Perhaps it's the apparent simplicity of the puzzle that prompted hordes of people - over 245,000 within a day or so, a veritable feeding frenzy - to comment with their answers.  Which, both predictably and sadly, were all over the place.  Even the OP had not much of a clue, claiming 25 as the "best answer" - as if this were indeed a matter of popular vote.  Shades of the Indiana legislature trying to mandate the value of pi!

Okay, lest anyone try their hand at the puzzle here, the answer is 40.  This is because the diagram is a composite of two small 2x2 grids, each of which has 5 squares, and one large 4x4 grid, which has 30 squares.

And how do we know this?  Because there is a general formula for an NxN grid: the number of squares is the sum of the squares of the numbers 1 to N.  Thus a 2x2 grid has 1 + 4 = 5 squares, and a 4x4 grid has 1  + 4 + 9 + 16 = 30 squares.

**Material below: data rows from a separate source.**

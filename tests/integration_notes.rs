#![expect(
    clippy::tests_outside_test_module,
    reason = "integration tests are only compiled in test mode"
)]

/// End-to-end tests over a real notes directory and an on-disk LanceDB database
use async_trait::async_trait;
use notevec::config::{Config, IndexConfig, OllamaConfig};
use notevec::database::lancedb::{NoteStore, ProvisionOutcome, connect, resolve_table};
use notevec::embeddings::EmbeddingFunction;
use notevec::files::build_file_tree;
use notevec::indexer::{ReconcileOutcome, reconcile, remove_tree, update_note};
use std::fs;
use std::path::Path;
use std::sync::Arc;
use tempfile::TempDir;

/// Bag-of-words embedder: each word lands in a bucket chosen by its bytes
struct WordBucketEmbedder {
    width: usize,
}

impl WordBucketEmbedder {
    fn embed_one(&self, text: &str) -> Vec<f32> {
        let mut vector = vec![0.0_f32; self.width];
        for word in text.split_whitespace() {
            let bucket = word
                .to_lowercase()
                .bytes()
                .fold(7_usize, |acc, b| acc.wrapping_mul(31).wrapping_add(usize::from(b)));
            vector[bucket % self.width] += 1.0;
        }
        vector
    }
}

#[async_trait]
impl EmbeddingFunction for WordBucketEmbedder {
    fn name(&self) -> &str {
        "word-bucket"
    }

    fn vector_width(&self) -> usize {
        self.width
    }

    async fn embed(&self, texts: &[String]) -> notevec::Result<Vec<Vec<f32>>> {
        Ok(texts.iter().map(|t| self.embed_one(t)).collect())
    }
}

fn create_test_config() -> (Config, TempDir) {
    let temp_dir = TempDir::new().expect("should create temp dir");
    let config = Config {
        base_dir: temp_dir.path().to_path_buf(),
        ollama: OllamaConfig::default(),
        index: IndexConfig::default(),
    };
    (config, temp_dir)
}

fn write_notes(dir: &Path) {
    fs::create_dir_all(dir.join("cooking")).expect("should create dir");
    fs::write(
        dir.join("rust.md"),
        "lifetimes borrowing ownership traits generics",
    )
    .expect("should write note");
    fs::write(
        dir.join("garden.txt"),
        "tomatoes basil compost watering seedlings",
    )
    .expect("should write note");
    fs::write(
        dir.join("cooking").join("bread.md"),
        "flour yeast dough kneading oven",
    )
    .expect("should write note");
    fs::write(
        dir.join("cooking").join("soup.markdown"),
        "onions stock simmer carrots celery",
    )
    .expect("should write note");
    // ignored: wrong extension and hidden
    fs::write(dir.join("image.png"), "not a note").expect("should write file");
    fs::write(dir.join(".draft.md"), "hidden draft").expect("should write file");
}

async fn open_store(config: &Config, notes_dir: &Path, width: usize) -> (NoteStore, ProvisionOutcome) {
    let connection = connect(&config.vector_database_path())
        .await
        .expect("should connect");
    let embedder = Arc::new(WordBucketEmbedder { width });
    let resolved = resolve_table(&connection, embedder.as_ref(), notes_dir)
        .await
        .expect("should resolve table");
    let store = NoteStore::new(resolved.table, embedder)
        .with_batch_size(config.index.insert_batch_size);
    (store, resolved.outcome)
}

#[tokio::test]
async fn index_search_and_update_notes() {
    let (config, _db_dir) = create_test_config();
    let notes = TempDir::new().expect("should create temp dir");
    write_notes(notes.path());
    let extensions = &config.index.extensions;

    let (store, outcome) = open_store(&config, notes.path(), 64).await;
    assert_eq!(outcome, ProvisionOutcome::Created);

    let first = reconcile(&store, notes.path(), extensions)
        .await
        .expect("reconcile should succeed");
    assert!(matches!(
        first,
        ReconcileOutcome::Repopulated {
            previous_rows: 0,
            files: 4,
            ..
        }
    ));
    assert_eq!(store.count_rows().await.expect("should count rows"), 4);

    let results = store
        .search("yeast dough oven", 1, None)
        .await
        .expect("search should succeed");
    assert_eq!(results.entries.len(), 1);
    assert!(results.entries[0].note_path.ends_with("bread.md"));

    let filtered = store
        .search("yeast dough oven", 10, Some("notepath LIKE '%garden%'"))
        .await
        .expect("search should succeed");
    assert_eq!(filtered.entries.len(), 1);
    assert!(filtered.entries[0].note_path.ends_with("garden.txt"));

    // edit a note on disk and push the change through
    let rust_note = notes.path().join("rust.md");
    fs::write(&rust_note, "sourdough starter yeast").expect("should rewrite note");
    let rust_path = rust_note.to_string_lossy().into_owned();
    update_note(&store, &rust_path, "sourdough starter yeast")
        .await
        .expect("update should succeed");
    assert_eq!(store.count_rows().await.expect("should count rows"), 4);

    let found = store
        .find_by_path(&rust_path)
        .await
        .expect("filter should succeed");
    assert_eq!(found.entries.len(), 1);
    assert_eq!(found.entries[0].content, "sourdough starter yeast");

    // counts match again so a second reconcile is a no-op
    let second = reconcile(&store, notes.path(), extensions)
        .await
        .expect("reconcile should succeed");
    assert_eq!(second, ReconcileOutcome::UpToDate { rows: 4 });
}

#[tokio::test]
async fn removing_a_directory_then_reconciling_restores_it() {
    let (config, _db_dir) = create_test_config();
    let notes = TempDir::new().expect("should create temp dir");
    write_notes(notes.path());
    let extensions = &config.index.extensions;

    let (store, _) = open_store(&config, notes.path(), 32).await;
    reconcile(&store, notes.path(), extensions)
        .await
        .expect("reconcile should succeed");

    let cooking = build_file_tree(&notes.path().join("cooking"), extensions)
        .expect("should build tree");
    let removed = remove_tree(&store, &cooking)
        .await
        .expect("remove should succeed");
    assert_eq!(removed, 2);
    assert_eq!(store.count_rows().await.expect("should count rows"), 2);

    let outcome = reconcile(&store, notes.path(), extensions)
        .await
        .expect("reconcile should succeed");
    assert!(matches!(
        outcome,
        ReconcileOutcome::Repopulated {
            previous_rows: 2,
            files: 4,
            ..
        }
    ));
    assert_eq!(store.count_rows().await.expect("should count rows"), 4);
}

#[tokio::test]
async fn embedding_width_change_rebuilds_the_table() {
    let (config, _db_dir) = create_test_config();
    let notes = TempDir::new().expect("should create temp dir");
    write_notes(notes.path());
    let extensions = &config.index.extensions;

    let (store, _) = open_store(&config, notes.path(), 16).await;
    reconcile(&store, notes.path(), extensions)
        .await
        .expect("reconcile should succeed");
    let old_name = store.table_name().to_string();
    drop(store);

    let (store, outcome) = open_store(&config, notes.path(), 48).await;
    assert_eq!(outcome, ProvisionOutcome::Recreated);
    assert_eq!(store.table_name(), old_name);
    assert_eq!(store.vector_width(), 48);
    assert_eq!(store.count_rows().await.expect("should count rows"), 0);

    reconcile(&store, notes.path(), extensions)
        .await
        .expect("reconcile should succeed");
    let results = store
        .search("onions stock simmer", 1, None)
        .await
        .expect("search should succeed");
    assert!(results.entries[0].note_path.ends_with("soup.markdown"));
    assert_eq!(
        results.entries[0].vector.as_ref().map(Vec::len),
        Some(48)
    );
}

#[tokio::test]
async fn config_round_trips_through_base_dir() {
    let (mut config, temp_dir) = create_test_config();
    config.index.notes_dir = Some(temp_dir.path().join("notes"));
    config.index.set_extensions("md, org").expect("valid extensions");
    config.save().expect("should save config");

    let loaded = Config::load(temp_dir.path()).expect("should load config");
    assert_eq!(loaded.index.notes_dir, config.index.notes_dir);
    assert_eq!(loaded.index.extensions, vec!["md".to_string(), "org".to_string()]);
    assert_eq!(
        loaded.vector_database_path(),
        temp_dir.path().join("vectors")
    );
}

And how can we prove this formula?  By using a uniform procedure to count the squares of different sizes (1x1, 2x2, etc up to NxN).

 Imagine a unit 1x1 square superimposed on the square at the top left.  Shifting it one unit to the right, we get N positions for it.  Similarly, shifting it one unit at a time down the left side yields N possible starting points for the rightward shifts along a row.  So, there are NxN 1x1 squares in an NxN grid.   Next, start with a 2x2 square at the top left.  Shifting it one unit at a time to the right yields N-1 positions.  A similar analysis down the left side allows us to conclude that there are (N-1)x(N-1) 2x2 squares in an NxN grid.  We can repeat this analysis with progressively larger squares (3x3, up to NxN), and each time we will get a number of squares that is a perfect square, including 1 - which is the square of 1! - for an NxN square at the end.  The formula follows.

So, knowing the formula - or even working it out on the fly - would have found the answer without even counting.  Nevertheless, it's somewhat disquieting that only a very small percentage of approximately 250,000 people on Facebook - surely a representative sample of reasonably educated people -  got this puzzle right.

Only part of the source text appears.